Top of DATA IN THIS EXERCISE
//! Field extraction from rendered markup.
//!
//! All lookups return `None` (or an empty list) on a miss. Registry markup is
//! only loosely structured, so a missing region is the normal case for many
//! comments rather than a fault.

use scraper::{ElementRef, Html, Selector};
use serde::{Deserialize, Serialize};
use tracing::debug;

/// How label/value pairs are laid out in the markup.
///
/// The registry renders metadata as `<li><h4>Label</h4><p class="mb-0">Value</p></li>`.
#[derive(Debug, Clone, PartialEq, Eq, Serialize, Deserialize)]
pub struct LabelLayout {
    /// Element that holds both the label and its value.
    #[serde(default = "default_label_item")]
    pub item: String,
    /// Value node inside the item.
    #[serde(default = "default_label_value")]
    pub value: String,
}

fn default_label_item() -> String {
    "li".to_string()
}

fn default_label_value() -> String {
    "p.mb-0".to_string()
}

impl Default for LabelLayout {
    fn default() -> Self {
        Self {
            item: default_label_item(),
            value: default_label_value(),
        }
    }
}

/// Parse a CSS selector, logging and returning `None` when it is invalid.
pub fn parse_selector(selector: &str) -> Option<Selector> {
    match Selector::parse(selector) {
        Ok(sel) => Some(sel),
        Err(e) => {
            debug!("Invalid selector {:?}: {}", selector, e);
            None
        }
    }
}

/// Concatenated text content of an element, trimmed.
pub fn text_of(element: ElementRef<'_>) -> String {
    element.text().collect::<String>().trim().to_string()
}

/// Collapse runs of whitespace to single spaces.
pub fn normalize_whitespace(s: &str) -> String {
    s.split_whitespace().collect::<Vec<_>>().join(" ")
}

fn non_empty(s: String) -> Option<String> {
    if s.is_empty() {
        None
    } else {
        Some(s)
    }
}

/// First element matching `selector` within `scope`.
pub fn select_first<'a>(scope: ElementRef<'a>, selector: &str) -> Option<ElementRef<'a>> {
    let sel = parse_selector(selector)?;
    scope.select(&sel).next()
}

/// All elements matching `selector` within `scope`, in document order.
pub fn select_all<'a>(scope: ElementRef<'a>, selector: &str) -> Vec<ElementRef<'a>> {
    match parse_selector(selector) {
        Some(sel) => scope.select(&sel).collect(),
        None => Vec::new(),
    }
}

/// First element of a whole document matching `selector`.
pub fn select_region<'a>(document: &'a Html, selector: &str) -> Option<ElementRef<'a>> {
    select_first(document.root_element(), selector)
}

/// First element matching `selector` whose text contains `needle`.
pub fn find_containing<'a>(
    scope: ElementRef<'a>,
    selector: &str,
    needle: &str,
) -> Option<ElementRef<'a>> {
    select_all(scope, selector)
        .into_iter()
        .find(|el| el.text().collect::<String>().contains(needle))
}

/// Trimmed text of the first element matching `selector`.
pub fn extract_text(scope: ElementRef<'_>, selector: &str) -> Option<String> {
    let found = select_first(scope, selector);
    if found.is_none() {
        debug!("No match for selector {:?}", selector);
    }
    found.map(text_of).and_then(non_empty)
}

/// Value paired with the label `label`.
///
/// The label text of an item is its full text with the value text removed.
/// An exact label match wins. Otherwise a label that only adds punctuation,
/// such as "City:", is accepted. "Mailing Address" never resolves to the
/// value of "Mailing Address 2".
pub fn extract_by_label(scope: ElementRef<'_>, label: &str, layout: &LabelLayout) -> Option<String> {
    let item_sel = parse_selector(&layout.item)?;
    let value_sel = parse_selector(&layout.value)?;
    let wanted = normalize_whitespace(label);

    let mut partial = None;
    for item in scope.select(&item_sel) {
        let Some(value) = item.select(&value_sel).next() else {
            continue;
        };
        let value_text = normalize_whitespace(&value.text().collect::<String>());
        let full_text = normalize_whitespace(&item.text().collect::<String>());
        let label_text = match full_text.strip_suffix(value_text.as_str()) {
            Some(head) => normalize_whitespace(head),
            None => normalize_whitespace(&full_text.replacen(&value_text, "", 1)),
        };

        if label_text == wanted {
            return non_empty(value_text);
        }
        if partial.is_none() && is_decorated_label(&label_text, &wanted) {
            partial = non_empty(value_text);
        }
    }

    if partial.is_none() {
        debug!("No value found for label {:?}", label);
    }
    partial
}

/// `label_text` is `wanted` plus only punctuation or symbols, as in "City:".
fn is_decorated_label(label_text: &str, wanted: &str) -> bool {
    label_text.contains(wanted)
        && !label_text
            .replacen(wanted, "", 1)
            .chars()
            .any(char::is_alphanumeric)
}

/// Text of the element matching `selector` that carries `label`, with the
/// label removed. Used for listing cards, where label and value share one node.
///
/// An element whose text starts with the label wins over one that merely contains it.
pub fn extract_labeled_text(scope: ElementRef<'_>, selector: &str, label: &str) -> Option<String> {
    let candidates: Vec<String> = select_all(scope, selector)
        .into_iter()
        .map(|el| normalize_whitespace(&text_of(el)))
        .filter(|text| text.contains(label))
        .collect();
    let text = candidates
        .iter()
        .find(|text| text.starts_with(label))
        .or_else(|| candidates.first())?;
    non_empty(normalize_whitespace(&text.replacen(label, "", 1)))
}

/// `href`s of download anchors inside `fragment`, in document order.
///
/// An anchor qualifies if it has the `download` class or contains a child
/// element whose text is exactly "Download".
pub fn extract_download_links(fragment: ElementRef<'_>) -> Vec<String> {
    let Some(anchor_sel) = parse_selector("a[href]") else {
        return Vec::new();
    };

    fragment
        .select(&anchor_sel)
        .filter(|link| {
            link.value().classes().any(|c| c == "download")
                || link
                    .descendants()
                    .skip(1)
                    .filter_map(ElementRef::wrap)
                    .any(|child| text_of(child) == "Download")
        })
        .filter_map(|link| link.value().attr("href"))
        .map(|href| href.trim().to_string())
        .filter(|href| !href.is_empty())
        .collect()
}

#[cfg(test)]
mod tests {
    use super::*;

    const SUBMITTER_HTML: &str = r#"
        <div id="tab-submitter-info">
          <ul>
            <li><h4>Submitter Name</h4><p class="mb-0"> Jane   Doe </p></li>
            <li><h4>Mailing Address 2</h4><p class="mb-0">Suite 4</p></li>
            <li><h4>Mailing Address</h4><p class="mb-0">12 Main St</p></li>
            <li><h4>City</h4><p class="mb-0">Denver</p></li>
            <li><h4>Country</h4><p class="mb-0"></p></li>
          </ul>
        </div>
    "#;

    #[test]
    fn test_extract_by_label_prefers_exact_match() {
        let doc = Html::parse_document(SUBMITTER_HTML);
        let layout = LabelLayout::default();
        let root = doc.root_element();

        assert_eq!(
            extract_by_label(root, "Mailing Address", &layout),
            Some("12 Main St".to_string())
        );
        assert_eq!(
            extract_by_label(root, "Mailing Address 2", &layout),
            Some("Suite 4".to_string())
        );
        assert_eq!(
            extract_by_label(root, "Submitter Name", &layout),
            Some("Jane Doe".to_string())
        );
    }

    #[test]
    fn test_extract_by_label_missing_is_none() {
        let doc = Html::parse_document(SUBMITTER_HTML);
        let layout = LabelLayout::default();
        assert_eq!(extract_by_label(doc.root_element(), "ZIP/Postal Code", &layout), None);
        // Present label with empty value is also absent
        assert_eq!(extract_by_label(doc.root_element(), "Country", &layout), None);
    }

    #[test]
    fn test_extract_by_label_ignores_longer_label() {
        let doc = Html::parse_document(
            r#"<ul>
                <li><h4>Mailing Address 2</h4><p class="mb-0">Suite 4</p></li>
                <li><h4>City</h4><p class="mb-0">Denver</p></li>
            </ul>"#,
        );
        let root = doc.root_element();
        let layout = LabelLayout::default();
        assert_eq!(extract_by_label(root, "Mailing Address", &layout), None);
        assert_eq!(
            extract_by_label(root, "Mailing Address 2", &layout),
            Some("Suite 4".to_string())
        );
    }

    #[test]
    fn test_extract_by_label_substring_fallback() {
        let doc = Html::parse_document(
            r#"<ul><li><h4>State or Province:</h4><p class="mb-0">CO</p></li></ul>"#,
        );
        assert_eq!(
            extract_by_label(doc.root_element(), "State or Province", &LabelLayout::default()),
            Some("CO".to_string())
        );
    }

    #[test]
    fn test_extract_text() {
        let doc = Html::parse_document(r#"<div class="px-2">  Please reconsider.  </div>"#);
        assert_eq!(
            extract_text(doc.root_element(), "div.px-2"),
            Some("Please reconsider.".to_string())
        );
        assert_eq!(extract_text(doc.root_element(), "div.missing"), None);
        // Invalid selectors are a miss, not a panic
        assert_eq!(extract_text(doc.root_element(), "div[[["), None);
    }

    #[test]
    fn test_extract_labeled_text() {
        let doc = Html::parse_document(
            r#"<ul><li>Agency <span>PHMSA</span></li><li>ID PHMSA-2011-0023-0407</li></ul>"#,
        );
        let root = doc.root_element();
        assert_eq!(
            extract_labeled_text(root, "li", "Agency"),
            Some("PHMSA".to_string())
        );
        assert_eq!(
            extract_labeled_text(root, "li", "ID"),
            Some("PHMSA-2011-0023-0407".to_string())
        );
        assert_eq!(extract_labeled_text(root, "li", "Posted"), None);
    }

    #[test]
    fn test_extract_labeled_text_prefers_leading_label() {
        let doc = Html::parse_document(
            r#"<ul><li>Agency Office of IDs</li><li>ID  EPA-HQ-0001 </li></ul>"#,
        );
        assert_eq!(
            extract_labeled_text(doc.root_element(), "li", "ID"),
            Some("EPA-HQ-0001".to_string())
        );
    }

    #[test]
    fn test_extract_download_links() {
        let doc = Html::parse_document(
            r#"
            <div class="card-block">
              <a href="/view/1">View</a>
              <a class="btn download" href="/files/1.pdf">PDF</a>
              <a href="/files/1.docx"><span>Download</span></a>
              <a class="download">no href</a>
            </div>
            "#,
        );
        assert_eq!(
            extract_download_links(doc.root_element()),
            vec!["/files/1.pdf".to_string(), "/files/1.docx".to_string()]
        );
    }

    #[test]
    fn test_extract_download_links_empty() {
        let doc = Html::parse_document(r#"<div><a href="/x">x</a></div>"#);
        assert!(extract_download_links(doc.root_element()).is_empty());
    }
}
Bottom of DATA IN THIS EXERCISE
▶ **WHAT IS BEING ASKED**
Beginning at the top of the records above, transcribe each line exactly up to and including the line that holds "than a fault.".

▶ **EXERCISE RESPONSE**
//! Field extraction from rendered markup.
//!
//! All lookups return `None` (or an empty list) on a miss. Registry markup is
//! only loosely structured, so a missing region is the normal case for many
//! comments rather than a fault.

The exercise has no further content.